The property market has performed poorly, with some undervalued and high dividend yield property stocks seeing some activity. As a state-owned enterprise, C&D PROPERTY has maintained high growth in performance, with revenue of 3.575 billion RMB and net profit of 455 million RMB in 2023, with CAGRs of 41.3% and 58.2% respectively. Despite industry pressures, the company continues to maintain double-digit growth, with property management service revenue accounting for 53.6%

Under the strong leadership of the real estate industry, property stocks have been passive this year with little performance. Only some undervalued, high dividend yield property stocks have shown some market activity. However, the lack of market activity does not necessarily mean that the companies are not performing well. For example, C&D PROPERTY, which appears to have a P/E ratio of only a few times, has seen continuous high growth in performance over the years, yet its stock price has been continuously declining and is close to falling back to its pre-listing price. Is it a problem with the company or the market?

I. State-Owned Dark Horse Property C&D PROPERTY is a property management company under the Fortune Global 500 Xiamen C&D Group. C&D International and C&D Real Estate are the company's first and second largest shareholders, with the actual controller being the Xiamen State-owned Assets Supervision and Administration Commission. As a member of the C&D Group, the company has steadily climbed the rankings of the top 100 property companies with the abundant resources and brand advantages of its shareholders. In 2021, it ranked 34th, in 2022, 30th, in 2023, 25th, and in 2024, it rose another 9 places.

Since 2018, the company has maintained a high growth trend in performance, with revenue increasing from 449 million yuan at the end of 2017 to 3.575 billion yuan in 2023, achieving a CAGR of 41.3%. Non-GAAP net profit increased from 29 million yuan at the end of 2017 to 455 million yuan in 2023, with a high CAGR of 58.2%. It can be considered a dark horse in the property sector. In the first half of this year, despite industry downturn pressure and a high base from last year, the company still maintained double-digit growth, with revenue growing by 16.6% year-on-year and net profit increasing by 11%. It continues to perform well among listed property companies.

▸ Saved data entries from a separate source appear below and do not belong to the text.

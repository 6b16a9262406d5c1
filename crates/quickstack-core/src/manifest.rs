//! Project manifest (package.json) reading, merging, and rewriting
//!
//! The manifest is read once after generation, merged with an overlay of
//! resolved dev-dependency versions, and written back exactly once per run.
//! Keys we don't know about are carried through untouched.

use anyhow::{Context, Result};
use serde_json::Value;
use std::path::Path;

pub const MANIFEST_FILE: &str = "package.json";

/// Read the project manifest from the target directory
pub fn read_manifest(project_dir: &Path) -> Result<Value> {
    let path = project_dir.join(MANIFEST_FILE);
    let content = std::fs::read_to_string(&path)
        .with_context(|| format!("Failed to read {}", path.display()))?;
    serde_json::from_str(&content).with_context(|| format!("Failed to parse {}", path.display()))
}

/// Write the project manifest back, pretty-printed with a trailing newline
pub fn write_manifest(project_dir: &Path, manifest: &Value) -> Result<()> {
    let path = project_dir.join(MANIFEST_FILE);
    let mut content =
        serde_json::to_string_pretty(manifest).context("Failed to serialize manifest")?;
    content.push('\n');
    std::fs::write(&path, content).with_context(|| format!("Failed to write {}", path.display()))
}

/// Structural merge of two JSON documents: objects merge recursively, and the
/// overlay wins wherever both sides define a scalar or array.
pub fn merge(base: Value, overlay: Value) -> Value {
    match (base, overlay) {
        (Value::Object(mut base_map), Value::Object(overlay_map)) => {
            for (key, overlay_value) in overlay_map {
                let merged = match base_map.remove(&key) {
                    Some(base_value) => merge(base_value, overlay_value),
                    None => overlay_value,
                };
                base_map.insert(key, merged);
            }
            Value::Object(base_map)
        }
        (_, overlay) => overlay,
    }
}

#[cfg(test)]
mod tests {
    use super::*;
    use serde_json::json;

    #[test]
    fn test_merge_disjoint_keys_is_union() {
        let merged = merge(json!({"name": "app"}), json!({"private": true}));
        assert_eq!(merged, json!({"name": "app", "private": true}));
    }

    #[test]
    fn test_merge_overlay_wins_on_scalars() {
        let merged = merge(json!({"version": "0.0.1"}), json!({"version": "1.0.0"}));
        assert_eq!(merged, json!({"version": "1.0.0"}));
    }

    #[test]
    fn test_merge_nested_objects_recursively() {
        let base = json!({
            "devDependencies": {"vite": "^5.0.0"},
            "scripts": {"dev": "vite dev"}
        });
        let overlay = json!({
            "devDependencies": {"tailwindcss": "^3.4.0"},
            "scripts": {}
        });
        let merged = merge(base, overlay);
        assert_eq!(
            merged,
            json!({
                "devDependencies": {"vite": "^5.0.0", "tailwindcss": "^3.4.0"},
                "scripts": {"dev": "vite dev"}
            })
        );
    }

    #[test]
    fn test_merge_is_associative_left_to_right() {
        let a = json!({"x": {"a": 1}, "y": 1});
        let b = json!({"x": {"b": 2}, "y": 2});
        let c = json!({"x": {"a": 3}, "z": 3});
        let left = merge(merge(a.clone(), b.clone()), c.clone());
        let right = merge(a, merge(b, c));
        assert_eq!(left, right);
    }

    #[test]
    fn test_merge_carries_unknown_keys() {
        let base = json!({"type": "module", "workspaces": ["packages/*"]});
        let merged = merge(base.clone(), json!({"scripts": {}}));
        assert_eq!(merged["type"], json!("module"));
        assert_eq!(merged["workspaces"], json!(["packages/*"]));
    }

    #[test]
    fn test_manifest_round_trip() {
        let dir = tempfile::tempdir().unwrap();
        let manifest = json!({"name": "my-app", "devDependencies": {}});
        write_manifest(dir.path(), &manifest).unwrap();
        let read_back = read_manifest(dir.path()).unwrap();
        assert_eq!(read_back, manifest);

        // The file ends with a newline, as package managers write it
        let raw = std::fs::read_to_string(dir.path().join(MANIFEST_FILE)).unwrap();
        assert!(raw.ends_with('\n'));
    }
}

The company has four main business lines, including property management services, community value-added and collaborative services, non-owner value-added services, and commercial property operation and management services. It focuses on high-quality property services for middle and high-end residential properties, and also involves property management for public buildings such as commercial properties, hospitals, office buildings, schools, parks, and industrial parks.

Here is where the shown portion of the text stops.